Most recently, however, Anguilla vociferously requested the dissolution of its association with St Kitts in a petition dating from 1958, in view of the constitutional changes which had taken place two years earlier in order to enact the dissolution of the Federal Colony of the Leeward Islands and the formation of the Federation of the West Indies. This petition, together with the insight that “a people cannot live without hope for long without erupting socially”, was ignored by the British Government. No one could claim, then, when the people of Anguilla took to the streets on May 29, 1967, when they met en masse in the Park, when they marched towards the police station and spontaneously demanded the task force leave the island, that this reaction had come without any warning.
Despite the fact that Anguillians had made obvious their dislike towards the new arrangement, the Associated State of St Kitts-Nevis-Anguilla was officially formed on February 27, 1967. Earlier that year, Anguillians had expelled Peter Johnston from the island, a British government expert who had come to speak about Statehood; they had sabotaged a visit by the Premier of St Kitts, Robert Bradshaw, who was heckled on each of his four speeches in West End, The Valley, East End and Sandy Ground; they had disrupted the Statehood Queen Show (an event organised by the government of St Kitts in order to celebrate the creation of the new State). In fact, Anguillians – mostly young ones, led by the enthusiastic spirits of Ronald Webster and Atlin Harrigan – had done everything in their power to make it clear to the British government and to Premier Bradshaw that they would not accept yet another grouping with the sister island.

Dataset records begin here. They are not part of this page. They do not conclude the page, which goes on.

//! A [`StreamConnection`] that speaks framed protocol messages.
//!
//! [`PeerConnection`] lives inside the reactor and turns the byte stream into
//! [`Message`]s; [`PeerHandle`] is what the application keeps to send
//! messages and receive the decoded ones.

use std::net::{IpAddr, SocketAddr};
use std::sync::{Arc, OnceLock};

use bytes::Bytes;
use tokio::sync::mpsc;
use tracing::{debug, info, trace};

use crate::error::NetError;
use crate::net::connection::{Completion, StreamConnection, StreamConnectionFactory, WriteTarget};
use crate::wire::codec::{MagicSearch, PacketHeader, Serializer};
use crate::wire::constants::{HEADER_LENGTH, MAX_MESSAGE_SIZE};
use crate::wire::message::{Message, Pong};

/// Decoded messages waiting for the application.
pub const INBOUND_QUEUE_CAPACITY: usize = 1000;

type TargetSlot = Arc<OnceLock<Arc<dyn WriteTarget>>>;

/// A frame whose header has been read but whose payload is still arriving.
struct PartialFrame {
    header: PacketHeader,
    payload: Vec<u8>,
}

/// Reactor side of a peer connection.
pub struct PeerConnection {
    serializer: Serializer,
    target: TargetSlot,
    inbound: mpsc::Sender<Message>,
    partial: Option<PartialFrame>,
    label: String,
}

/// Application side of a peer connection.
///
/// [`recv`](Self::recv) yields `None` once the connection has closed and
/// every queued message was taken.
pub struct PeerHandle {
    serializer: Serializer,
    target: TargetSlot,
    inbound: mpsc::Receiver<Message>,
}

impl PeerConnection {
    pub fn new(serializer: Serializer) -> (Self, PeerHandle) {
        Self::with_label(serializer, String::from("outbound"))
    }

    fn with_label(serializer: Serializer, label: String) -> (Self, PeerHandle) {
        let target: TargetSlot = Arc::new(OnceLock::new());
        let (tx, rx) = mpsc::channel(INBOUND_QUEUE_CAPACITY);
        let connection = Self {
            serializer: serializer.clone(),
            target: target.clone(),
            inbound: tx,
            partial: None,
            label,
        };
        let handle = PeerHandle {
            serializer,
            target,
            inbound: rx,
        };
        (connection, handle)
    }

    fn dispatch(&mut self, header: PacketHeader, payload: Bytes) -> Result<(), NetError> {
        let message = self.serializer.deserialize_payload(&header, payload)?;
        trace!(peer = %self.label, command = %header.command, size = header.size, "received");

        if let Message::Ping(ping) = &message {
            if let (Some(nonce), Some(target)) = (ping.nonce(), self.target.get()) {
                let mut pong = Message::from(Pong::new(self.serializer.clone(), nonce));
                let frame = self.serializer.frame(&mut pong)?;
                // The completion is not needed; a failed pong surfaces as a closed connection.
                drop(target.write_bytes(&frame)?);
            }
        }

        self.inbound.try_send(message).map_err(|e| match e {
            mpsc::error::TrySendError::Full(_) => NetError::Rejected("inbound queue is full".into()),
            mpsc::error::TrySendError::Closed(_) => NetError::Closed,
        })
    }
}

impl StreamConnection for PeerConnection {
    fn receive_bytes(&mut self, buf: &[u8]) -> Result<usize, NetError> {
        let mut consumed = 0;
        loop {
            if let Some(partial) = self.partial.as_mut() {
                let missing = partial.header.size - partial.payload.len();
                let take = missing.min(buf.len() - consumed);
                partial.payload.extend_from_slice(&buf[consumed..consumed + take]);
                consumed += take;
                if partial.payload.len() < partial.header.size {
                    return Ok(consumed);
                }
                if let Some(PartialFrame { header, payload }) = self.partial.take() {
                    self.dispatch(header, Bytes::from(payload))?;
                }
                continue;
            }

            let rest = &buf[consumed..];
            let start = match self.serializer.seek_past_magic(rest) {
                MagicSearch::Found(start) => start,
                MagicSearch::NotFound { discard } => {
                    if discard > 0 {
                        debug!(peer = %self.label, bytes = discard, "skipping bytes before magic");
                    }
                    return Ok(consumed + discard);
                }
            };
            let Some(raw) = rest.get(start..start + HEADER_LENGTH) else {
                // Keep the magic so the header is parsed once it is complete.
                return Ok(consumed + start - 4);
            };
            let header = self.serializer.deserialize_header(raw)?;
            consumed += start + HEADER_LENGTH;
            self.partial = Some(PartialFrame {
                payload: Vec::with_capacity(header.size),
                header,
            });
        }
    }

    fn connection_opened(&mut self) {
        info!(peer = %self.label, "peer connected");
    }

    fn connection_closed(&mut self) {
        info!(peer = %self.label, "peer disconnected");
    }

    fn set_write_target(&mut self, target: Arc<dyn WriteTarget>) {
        if self.target.set(target).is_err() {
            debug!(peer = %self.label, "write target already set");
        }
    }

    fn max_message_size(&self) -> usize {
        MAX_MESSAGE_SIZE
    }
}

impl PeerHandle {
    pub fn serializer(&self) -> &Serializer {
        &self.serializer
    }

    /// Frames and queues `message`.
    pub fn send_message(&self, message: &mut Message) -> Result<Completion<()>, NetError> {
        let target = self.target.get().ok_or(NetError::NotRunning)?;
        let frame = self.serializer.frame(message)?;
        target.write_bytes(&frame)
    }

    /// Next decoded message.
    pub async fn recv(&mut self) -> Option<Message> {
        self.inbound.recv().await
    }

    /// Next decoded message, blocking the calling thread.
    ///
    /// # Panics
    ///
    /// Panics when called from inside an async runtime.
    pub fn blocking_recv(&mut self) -> Option<Message> {
        self.inbound.blocking_recv()
    }

    pub fn try_recv(&mut self) -> Option<Message> {
        self.inbound.try_recv().ok()
    }

    pub fn close(&self) {
        if let Some(target) = self.target.get() {
            target.close_connection();
        }
    }
}

/// Hands out a [`PeerConnection`] for every inbound socket and reports the
/// matching [`PeerHandle`] on a channel.
pub struct PeerFactory {
    serializer: Serializer,
    accepted: mpsc::UnboundedSender<(SocketAddr, PeerHandle)>,
}

impl PeerFactory {
    pub fn new(serializer: Serializer) -> (Self, mpsc::UnboundedReceiver<(SocketAddr, PeerHandle)>) {
        let (accepted, rx) = mpsc::unbounded_channel();
        (Self { serializer, accepted }, rx)
    }
}

impl StreamConnectionFactory for PeerFactory {
    fn new_connection(&self, addr: IpAddr, port: u16) -> Option<Box<dyn StreamConnection>> {
        let peer = SocketAddr::new(addr, port);
        let (connection, handle) = PeerConnection::with_label(self.serializer.clone(), peer.to_string());
        // Nobody is listening for handles any more: refuse the peer.
        self.accepted.send((peer, handle)).ok()?;
        Some(Box::new(connection))
    }
}

#[cfg(test)]
mod tests {
    use super::*;
    use crate::network::NetworkParams;
    use crate::wire::message::{Ping, UnknownMessage};
    use parking_lot::Mutex;

    /// Records writes instead of sending them.
    #[derive(Default)]
    struct RecordingTarget {
        written: Mutex<Vec<Vec<u8>>>,
    }

    impl WriteTarget for RecordingTarget {
        fn write_bytes(&self, bytes: &[u8]) -> Result<Completion<()>, NetError> {
            self.written.lock().push(bytes.to_vec());
            Ok(Completion::ready(Ok(())))
        }

        fn close_connection(&self) {}
    }

    fn serializer() -> Serializer {
        Serializer::new(NetworkParams::regtest(), false)
    }

    fn frame(message: impl Into<Message>) -> Vec<u8> {
        serializer().frame(&mut message.into()).unwrap()
    }

    fn connected() -> (PeerConnection, PeerHandle, Arc<RecordingTarget>) {
        let (mut connection, handle) = PeerConnection::new(serializer());
        let target = Arc::new(RecordingTarget::default());
        connection.set_write_target(target.clone());
        (connection, handle, target)
    }

    #[test]
    fn frames_split_across_reads_are_reassembled() {
        let (mut connection, mut handle, _) = connected();
        let bytes = frame(UnknownMessage::new(serializer(), "blob", vec![7u8; 300]));

        let mut buffered = Vec::new();
        for chunk in bytes.chunks(50) {
            buffered.extend_from_slice(chunk);
            let used = connection.receive_bytes(&buffered).unwrap();
            buffered.drain(..used);
        }
        assert!(buffered.is_empty());

        let Some(Message::Unknown(msg)) = handle.try_recv() else {
            panic!("expected Message::Unknown");
        };
        assert_eq!(msg.command(), "blob");
        assert_eq!(msg.payload(), &[7u8; 300][..]);
    }

    #[test]
    fn short_header_is_left_in_the_buffer() {
        let (mut connection, mut handle, _) = connected();
        let bytes = frame(Ping::new(serializer(), 1));
        let mut noisy = vec![0xAA, 0xBB];
        noisy.extend_from_slice(&bytes[..10]);

        assert_eq!(connection.receive_bytes(&noisy).unwrap(), 2);
        assert!(handle.try_recv().is_none());
    }

    #[test]
    fn ping_is_answered_and_queued() {
        let (mut connection, mut handle, target) = connected();
        let bytes = frame(Ping::new(serializer(), 0xABCD));
        assert_eq!(connection.receive_bytes(&bytes).unwrap(), bytes.len());

        assert!(matches!(handle.try_recv(), Some(Message::Ping(_))));
        let written = target.written.lock();
        assert_eq!(written.len(), 1);
        let (pong, _) = serializer().deserialize(&written[0]).unwrap().unwrap();
        let Message::Pong(pong) = pong else {
            panic!("expected Message::Pong");
        };
        assert_eq!(pong.nonce(), 0xABCD);
    }

    #[test]
    fn corrupt_frame_is_an_error() {
        let (mut connection, _handle, _) = connected();
        let mut bytes = frame(Ping::new(serializer(), 1));
        let last = bytes.len() - 1;
        bytes[last] ^= 0xFF;
        assert!(matches!(
            connection.receive_bytes(&bytes),
            Err(NetError::Wire(crate::error::WireError::ChecksumMismatch { .. }))
        ));
    }

    #[test]
    fn send_requires_a_live_connection() {
        let (_connection, handle) = PeerConnection::new(serializer());
        let mut ping = Message::from(Ping::new(serializer(), 1));
        assert!(matches!(handle.send_message(&mut ping), Err(NetError::NotRunning)));
    }
}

But nobody would listen, so Anguilla was forced to take things in its own hands. On May 29, 1967 a mob of roughly 2000 people gathered in the Park and spontaneously decided that this was it, that by four pm the following day they wanted to have no more to do with St. Kitts. Seventeen policemen spent the next 24 hours looking for ships, planes, anything, really, that would take them on the 65-mile journey back to where they belonged. Just like that, Anguilla had a revolution.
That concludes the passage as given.